● **SOURCE MATERIAL**

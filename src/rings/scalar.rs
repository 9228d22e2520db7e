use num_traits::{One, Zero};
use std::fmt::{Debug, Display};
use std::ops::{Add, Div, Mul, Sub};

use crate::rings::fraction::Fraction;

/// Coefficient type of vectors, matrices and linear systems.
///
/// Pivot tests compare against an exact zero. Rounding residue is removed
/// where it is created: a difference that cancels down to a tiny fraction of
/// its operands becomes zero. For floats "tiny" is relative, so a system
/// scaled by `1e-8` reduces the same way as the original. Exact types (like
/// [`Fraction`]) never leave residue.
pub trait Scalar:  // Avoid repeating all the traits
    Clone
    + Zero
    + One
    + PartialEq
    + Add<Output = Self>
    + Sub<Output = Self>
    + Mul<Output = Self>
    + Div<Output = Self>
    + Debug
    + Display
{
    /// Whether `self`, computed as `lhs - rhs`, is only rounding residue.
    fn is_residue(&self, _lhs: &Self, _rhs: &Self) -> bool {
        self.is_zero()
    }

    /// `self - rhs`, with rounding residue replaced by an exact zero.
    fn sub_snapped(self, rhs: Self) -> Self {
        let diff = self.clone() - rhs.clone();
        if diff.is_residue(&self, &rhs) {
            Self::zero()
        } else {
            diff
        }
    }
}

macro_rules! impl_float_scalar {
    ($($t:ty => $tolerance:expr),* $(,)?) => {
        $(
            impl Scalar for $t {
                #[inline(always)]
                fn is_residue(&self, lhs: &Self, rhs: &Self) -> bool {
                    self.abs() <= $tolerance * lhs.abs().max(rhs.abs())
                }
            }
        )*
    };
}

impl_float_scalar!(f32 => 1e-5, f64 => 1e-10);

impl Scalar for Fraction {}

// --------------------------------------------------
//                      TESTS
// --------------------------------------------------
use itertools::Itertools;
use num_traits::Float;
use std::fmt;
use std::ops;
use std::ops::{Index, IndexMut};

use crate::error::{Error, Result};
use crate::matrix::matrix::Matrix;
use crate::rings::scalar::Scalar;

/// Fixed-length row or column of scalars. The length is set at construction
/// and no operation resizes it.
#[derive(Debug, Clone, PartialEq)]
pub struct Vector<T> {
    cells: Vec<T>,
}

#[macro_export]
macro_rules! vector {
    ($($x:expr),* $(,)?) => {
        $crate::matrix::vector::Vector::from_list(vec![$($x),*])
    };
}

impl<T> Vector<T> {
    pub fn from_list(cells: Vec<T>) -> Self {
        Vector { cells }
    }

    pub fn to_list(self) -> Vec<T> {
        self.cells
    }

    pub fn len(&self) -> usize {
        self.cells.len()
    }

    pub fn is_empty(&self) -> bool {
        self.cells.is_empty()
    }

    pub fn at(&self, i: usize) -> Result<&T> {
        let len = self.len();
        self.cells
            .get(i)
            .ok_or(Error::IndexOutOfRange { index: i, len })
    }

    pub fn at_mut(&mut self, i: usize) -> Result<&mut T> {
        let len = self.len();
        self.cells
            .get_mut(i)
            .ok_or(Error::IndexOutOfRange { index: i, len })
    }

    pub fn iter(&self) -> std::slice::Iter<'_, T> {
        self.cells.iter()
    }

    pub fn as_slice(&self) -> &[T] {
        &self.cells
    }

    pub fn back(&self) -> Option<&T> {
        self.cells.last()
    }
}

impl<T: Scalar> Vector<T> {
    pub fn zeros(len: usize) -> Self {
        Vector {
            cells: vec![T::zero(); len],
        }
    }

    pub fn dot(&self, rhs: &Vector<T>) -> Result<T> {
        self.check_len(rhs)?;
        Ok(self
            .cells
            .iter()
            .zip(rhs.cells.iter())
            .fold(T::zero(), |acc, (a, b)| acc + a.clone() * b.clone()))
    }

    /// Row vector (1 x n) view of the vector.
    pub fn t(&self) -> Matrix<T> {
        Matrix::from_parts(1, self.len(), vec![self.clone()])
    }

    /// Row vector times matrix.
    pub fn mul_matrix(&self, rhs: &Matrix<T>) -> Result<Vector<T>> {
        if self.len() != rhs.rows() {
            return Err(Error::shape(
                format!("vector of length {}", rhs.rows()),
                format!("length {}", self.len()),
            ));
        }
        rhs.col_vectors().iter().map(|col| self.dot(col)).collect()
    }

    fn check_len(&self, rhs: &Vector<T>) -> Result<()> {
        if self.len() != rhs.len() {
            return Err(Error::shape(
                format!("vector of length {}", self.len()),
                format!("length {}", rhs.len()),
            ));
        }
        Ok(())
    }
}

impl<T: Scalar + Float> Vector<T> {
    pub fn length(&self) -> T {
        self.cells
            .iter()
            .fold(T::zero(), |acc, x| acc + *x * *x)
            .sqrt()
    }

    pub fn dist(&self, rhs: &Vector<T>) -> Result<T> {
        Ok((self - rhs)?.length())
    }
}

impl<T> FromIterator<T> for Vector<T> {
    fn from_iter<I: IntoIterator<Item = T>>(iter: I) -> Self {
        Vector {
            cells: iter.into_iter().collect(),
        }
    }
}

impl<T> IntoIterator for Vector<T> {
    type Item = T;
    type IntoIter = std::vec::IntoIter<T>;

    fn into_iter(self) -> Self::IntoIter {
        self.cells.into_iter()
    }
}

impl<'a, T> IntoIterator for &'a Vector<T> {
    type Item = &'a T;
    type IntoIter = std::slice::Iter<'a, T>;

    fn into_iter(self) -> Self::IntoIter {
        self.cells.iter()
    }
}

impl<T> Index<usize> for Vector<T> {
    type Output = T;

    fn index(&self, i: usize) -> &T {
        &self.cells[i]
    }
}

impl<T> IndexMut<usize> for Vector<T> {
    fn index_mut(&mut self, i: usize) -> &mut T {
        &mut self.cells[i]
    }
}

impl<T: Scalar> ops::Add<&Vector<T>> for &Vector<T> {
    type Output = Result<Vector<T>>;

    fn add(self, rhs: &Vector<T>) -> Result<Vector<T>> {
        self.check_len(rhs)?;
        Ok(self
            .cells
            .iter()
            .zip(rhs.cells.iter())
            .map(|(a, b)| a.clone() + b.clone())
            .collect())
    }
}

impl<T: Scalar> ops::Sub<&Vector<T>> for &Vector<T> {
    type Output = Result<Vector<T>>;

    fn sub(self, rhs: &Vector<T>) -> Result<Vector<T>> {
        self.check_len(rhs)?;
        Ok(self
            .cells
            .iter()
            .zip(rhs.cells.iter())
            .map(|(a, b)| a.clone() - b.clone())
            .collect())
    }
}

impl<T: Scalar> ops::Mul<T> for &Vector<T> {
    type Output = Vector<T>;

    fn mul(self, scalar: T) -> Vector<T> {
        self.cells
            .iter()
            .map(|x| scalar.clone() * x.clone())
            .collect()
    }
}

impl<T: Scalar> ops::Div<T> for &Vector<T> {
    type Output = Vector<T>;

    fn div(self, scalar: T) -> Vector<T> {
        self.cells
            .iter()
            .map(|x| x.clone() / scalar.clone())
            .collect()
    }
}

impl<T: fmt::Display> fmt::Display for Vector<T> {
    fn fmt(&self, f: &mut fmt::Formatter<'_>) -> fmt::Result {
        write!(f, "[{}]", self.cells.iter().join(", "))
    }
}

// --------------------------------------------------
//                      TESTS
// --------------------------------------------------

● **DIRECTIONS**
Your job is to copy out every line from the records above that has the word "usize".

● **ANSWER TO THE PROBLEM**
    pub fn len(&self) -> usize {
    pub fn at(&self, i: usize) -> Result<&T> {
    pub fn at_mut(&mut self, i: usize) -> Result<&mut T> {
    pub fn zeros(len: usize) -> Self {
impl<T> Index<usize> for Vector<T> {
    fn index(&self, i: usize) -> &T {
impl<T> IndexMut<usize> for Vector<T> {
    fn index_mut(&mut self, i: usize) -> &mut T {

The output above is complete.